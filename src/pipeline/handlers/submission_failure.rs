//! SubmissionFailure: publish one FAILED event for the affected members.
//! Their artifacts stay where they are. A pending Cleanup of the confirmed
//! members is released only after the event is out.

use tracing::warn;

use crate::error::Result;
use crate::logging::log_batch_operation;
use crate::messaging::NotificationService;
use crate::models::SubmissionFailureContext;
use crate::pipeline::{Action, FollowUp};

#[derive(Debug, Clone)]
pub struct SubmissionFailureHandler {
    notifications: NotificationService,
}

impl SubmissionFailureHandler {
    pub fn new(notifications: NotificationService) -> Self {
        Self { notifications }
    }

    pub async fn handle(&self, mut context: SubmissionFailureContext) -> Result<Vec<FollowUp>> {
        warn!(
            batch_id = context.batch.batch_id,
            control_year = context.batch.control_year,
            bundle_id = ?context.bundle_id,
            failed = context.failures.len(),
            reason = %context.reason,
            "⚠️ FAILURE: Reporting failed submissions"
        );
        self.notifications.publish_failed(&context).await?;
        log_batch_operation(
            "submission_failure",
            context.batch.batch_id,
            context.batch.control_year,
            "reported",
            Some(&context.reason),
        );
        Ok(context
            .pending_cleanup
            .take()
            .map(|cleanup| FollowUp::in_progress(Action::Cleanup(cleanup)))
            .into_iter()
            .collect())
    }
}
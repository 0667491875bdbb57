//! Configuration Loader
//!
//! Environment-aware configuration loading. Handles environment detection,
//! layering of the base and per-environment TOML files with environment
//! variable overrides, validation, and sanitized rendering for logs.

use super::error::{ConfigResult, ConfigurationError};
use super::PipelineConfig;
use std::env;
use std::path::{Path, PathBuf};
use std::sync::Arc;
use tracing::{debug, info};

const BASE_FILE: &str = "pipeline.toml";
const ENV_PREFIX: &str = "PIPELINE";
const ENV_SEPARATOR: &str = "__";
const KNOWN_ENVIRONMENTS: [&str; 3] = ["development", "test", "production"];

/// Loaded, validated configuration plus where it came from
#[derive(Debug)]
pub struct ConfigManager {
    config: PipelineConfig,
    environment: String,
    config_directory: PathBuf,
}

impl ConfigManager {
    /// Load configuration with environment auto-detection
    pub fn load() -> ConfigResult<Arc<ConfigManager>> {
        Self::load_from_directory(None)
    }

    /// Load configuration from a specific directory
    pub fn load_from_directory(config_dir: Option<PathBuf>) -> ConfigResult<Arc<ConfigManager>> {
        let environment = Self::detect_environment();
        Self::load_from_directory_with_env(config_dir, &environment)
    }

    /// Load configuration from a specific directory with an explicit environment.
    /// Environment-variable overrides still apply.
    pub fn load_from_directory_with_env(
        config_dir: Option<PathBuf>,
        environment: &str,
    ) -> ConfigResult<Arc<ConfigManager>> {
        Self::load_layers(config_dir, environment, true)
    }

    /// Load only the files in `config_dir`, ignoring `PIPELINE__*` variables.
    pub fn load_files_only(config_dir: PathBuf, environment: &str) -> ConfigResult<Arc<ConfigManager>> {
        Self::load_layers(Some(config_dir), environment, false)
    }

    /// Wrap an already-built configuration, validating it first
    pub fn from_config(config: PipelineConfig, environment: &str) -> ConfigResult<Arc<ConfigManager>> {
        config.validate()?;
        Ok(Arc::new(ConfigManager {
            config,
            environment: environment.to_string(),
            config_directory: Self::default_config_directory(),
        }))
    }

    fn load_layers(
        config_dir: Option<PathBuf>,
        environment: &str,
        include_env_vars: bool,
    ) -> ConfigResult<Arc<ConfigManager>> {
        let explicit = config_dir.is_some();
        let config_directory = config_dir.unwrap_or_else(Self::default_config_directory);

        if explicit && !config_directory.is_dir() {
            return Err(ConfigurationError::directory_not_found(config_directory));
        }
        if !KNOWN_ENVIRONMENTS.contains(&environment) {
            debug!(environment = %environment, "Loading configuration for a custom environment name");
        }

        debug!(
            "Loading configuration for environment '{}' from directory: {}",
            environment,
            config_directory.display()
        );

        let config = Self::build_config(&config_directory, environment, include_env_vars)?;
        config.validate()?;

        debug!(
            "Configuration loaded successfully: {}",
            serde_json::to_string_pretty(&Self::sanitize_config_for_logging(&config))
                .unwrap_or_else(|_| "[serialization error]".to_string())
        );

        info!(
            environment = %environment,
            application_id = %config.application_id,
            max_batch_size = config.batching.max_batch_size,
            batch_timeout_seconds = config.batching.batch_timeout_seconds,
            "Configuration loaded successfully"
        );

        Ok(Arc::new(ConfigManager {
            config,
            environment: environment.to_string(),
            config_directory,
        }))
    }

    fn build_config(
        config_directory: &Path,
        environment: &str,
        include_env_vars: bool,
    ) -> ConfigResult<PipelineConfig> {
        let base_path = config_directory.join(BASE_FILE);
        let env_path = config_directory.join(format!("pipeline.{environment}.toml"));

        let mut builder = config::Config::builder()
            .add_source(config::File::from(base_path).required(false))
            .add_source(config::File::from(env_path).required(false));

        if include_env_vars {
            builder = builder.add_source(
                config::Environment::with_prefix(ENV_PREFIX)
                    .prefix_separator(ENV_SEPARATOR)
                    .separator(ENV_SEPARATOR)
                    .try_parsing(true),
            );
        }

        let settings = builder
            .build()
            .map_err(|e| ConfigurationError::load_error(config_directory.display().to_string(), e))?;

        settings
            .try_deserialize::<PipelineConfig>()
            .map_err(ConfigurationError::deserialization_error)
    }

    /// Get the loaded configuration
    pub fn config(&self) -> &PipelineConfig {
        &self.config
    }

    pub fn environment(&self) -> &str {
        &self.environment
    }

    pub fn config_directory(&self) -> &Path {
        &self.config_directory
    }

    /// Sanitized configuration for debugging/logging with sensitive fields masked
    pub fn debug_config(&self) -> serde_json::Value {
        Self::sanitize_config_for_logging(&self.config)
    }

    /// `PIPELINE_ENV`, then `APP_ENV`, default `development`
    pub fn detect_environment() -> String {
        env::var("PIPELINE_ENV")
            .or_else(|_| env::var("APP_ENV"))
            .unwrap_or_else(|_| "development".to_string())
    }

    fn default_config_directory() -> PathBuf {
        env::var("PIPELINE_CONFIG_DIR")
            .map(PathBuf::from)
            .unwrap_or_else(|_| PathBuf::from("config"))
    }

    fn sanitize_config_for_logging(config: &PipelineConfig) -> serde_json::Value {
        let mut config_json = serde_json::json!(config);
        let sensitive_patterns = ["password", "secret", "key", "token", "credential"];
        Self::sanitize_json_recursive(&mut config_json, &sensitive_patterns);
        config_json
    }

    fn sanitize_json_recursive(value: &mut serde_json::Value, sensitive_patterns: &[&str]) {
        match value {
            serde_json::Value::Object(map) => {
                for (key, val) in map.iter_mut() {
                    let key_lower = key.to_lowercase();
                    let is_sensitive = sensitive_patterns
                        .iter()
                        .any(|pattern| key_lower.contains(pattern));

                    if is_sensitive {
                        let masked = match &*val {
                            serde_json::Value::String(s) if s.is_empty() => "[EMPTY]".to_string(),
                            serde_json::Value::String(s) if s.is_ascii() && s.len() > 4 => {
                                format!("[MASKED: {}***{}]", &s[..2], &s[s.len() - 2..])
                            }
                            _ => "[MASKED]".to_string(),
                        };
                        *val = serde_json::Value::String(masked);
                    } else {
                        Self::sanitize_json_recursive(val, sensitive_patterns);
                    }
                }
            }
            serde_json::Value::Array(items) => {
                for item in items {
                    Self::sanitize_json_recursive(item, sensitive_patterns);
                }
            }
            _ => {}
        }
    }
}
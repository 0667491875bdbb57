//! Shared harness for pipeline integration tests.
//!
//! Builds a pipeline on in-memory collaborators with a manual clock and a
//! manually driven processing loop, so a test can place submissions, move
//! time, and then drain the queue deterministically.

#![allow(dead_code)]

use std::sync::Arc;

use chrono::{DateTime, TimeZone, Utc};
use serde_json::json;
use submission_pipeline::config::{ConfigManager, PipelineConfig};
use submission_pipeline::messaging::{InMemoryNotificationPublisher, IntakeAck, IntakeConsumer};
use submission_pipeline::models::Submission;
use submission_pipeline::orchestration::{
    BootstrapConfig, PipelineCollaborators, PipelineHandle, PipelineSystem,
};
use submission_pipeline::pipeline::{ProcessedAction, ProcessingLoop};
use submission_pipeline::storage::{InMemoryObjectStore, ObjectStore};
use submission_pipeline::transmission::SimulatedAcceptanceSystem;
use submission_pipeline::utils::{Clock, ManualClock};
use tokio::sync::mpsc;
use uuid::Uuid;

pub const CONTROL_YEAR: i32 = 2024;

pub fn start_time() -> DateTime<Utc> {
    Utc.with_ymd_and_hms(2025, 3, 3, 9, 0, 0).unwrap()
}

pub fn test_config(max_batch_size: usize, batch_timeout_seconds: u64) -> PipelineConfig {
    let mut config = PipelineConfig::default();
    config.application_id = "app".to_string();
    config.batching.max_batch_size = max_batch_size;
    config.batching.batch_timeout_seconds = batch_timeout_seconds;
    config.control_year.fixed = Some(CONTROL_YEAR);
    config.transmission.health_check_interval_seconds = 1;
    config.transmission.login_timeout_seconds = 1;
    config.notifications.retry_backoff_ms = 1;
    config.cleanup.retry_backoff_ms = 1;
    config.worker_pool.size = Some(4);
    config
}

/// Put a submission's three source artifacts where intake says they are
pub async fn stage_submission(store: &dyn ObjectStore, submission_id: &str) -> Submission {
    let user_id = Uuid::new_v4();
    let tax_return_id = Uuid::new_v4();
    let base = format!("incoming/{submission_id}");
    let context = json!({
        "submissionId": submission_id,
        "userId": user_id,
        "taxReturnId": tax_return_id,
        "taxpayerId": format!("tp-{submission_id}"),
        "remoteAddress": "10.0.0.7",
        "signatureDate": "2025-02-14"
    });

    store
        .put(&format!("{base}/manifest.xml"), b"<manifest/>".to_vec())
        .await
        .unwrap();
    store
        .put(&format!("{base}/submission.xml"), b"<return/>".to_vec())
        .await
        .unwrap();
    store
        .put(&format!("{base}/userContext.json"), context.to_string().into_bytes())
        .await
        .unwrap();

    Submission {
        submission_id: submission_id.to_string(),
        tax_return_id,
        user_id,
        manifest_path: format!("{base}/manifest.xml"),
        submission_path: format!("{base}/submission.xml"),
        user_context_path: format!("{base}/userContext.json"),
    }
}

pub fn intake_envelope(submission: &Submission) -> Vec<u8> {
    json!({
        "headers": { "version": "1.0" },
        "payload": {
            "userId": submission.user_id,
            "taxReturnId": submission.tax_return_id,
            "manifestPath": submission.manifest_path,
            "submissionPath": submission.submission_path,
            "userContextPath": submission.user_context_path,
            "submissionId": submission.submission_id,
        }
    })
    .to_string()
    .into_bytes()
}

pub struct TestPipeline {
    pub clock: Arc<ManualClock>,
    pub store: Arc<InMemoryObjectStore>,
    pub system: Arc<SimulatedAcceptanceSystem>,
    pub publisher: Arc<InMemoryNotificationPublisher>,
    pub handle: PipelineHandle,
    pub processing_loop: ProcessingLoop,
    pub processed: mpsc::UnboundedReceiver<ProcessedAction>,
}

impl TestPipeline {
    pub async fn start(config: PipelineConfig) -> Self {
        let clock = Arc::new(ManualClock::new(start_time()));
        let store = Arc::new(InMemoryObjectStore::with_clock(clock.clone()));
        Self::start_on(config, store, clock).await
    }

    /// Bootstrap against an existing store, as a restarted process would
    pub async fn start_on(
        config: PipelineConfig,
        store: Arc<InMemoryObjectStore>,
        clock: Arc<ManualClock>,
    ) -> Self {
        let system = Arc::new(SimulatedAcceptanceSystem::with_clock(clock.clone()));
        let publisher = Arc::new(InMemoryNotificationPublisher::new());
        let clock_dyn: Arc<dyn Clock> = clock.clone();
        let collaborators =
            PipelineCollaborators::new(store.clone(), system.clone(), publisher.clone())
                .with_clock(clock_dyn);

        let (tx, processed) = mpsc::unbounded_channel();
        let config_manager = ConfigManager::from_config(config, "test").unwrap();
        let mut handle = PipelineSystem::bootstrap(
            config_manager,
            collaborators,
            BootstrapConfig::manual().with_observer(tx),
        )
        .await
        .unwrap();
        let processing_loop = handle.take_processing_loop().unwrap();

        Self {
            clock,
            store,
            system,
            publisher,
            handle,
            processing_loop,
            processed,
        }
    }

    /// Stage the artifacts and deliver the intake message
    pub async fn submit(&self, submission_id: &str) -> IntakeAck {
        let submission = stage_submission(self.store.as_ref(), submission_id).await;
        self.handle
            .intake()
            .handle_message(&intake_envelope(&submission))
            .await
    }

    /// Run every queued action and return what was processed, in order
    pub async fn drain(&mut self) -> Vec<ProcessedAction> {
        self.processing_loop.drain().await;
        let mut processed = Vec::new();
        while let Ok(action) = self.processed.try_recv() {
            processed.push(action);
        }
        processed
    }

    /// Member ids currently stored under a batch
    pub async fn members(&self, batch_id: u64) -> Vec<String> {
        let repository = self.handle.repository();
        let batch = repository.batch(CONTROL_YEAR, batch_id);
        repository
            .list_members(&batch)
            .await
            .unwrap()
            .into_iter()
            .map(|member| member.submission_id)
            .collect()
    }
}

━━━━━━━━━━━━━━━━━━━━

- _TASK DESCRIPTION_
Quote every line of the records above, from the first down to the one holding "use tracing::warn;", exactly as written.

- _THE COMPLETED TASK_
filename src/pipeline/handlers/submission_failure.rs
//! SubmissionFailure: publish one FAILED event for the affected members.
//! Their artifacts stay where they are. A pending Cleanup of the confirmed
//! members is released only after the event is out.

use tracing::warn;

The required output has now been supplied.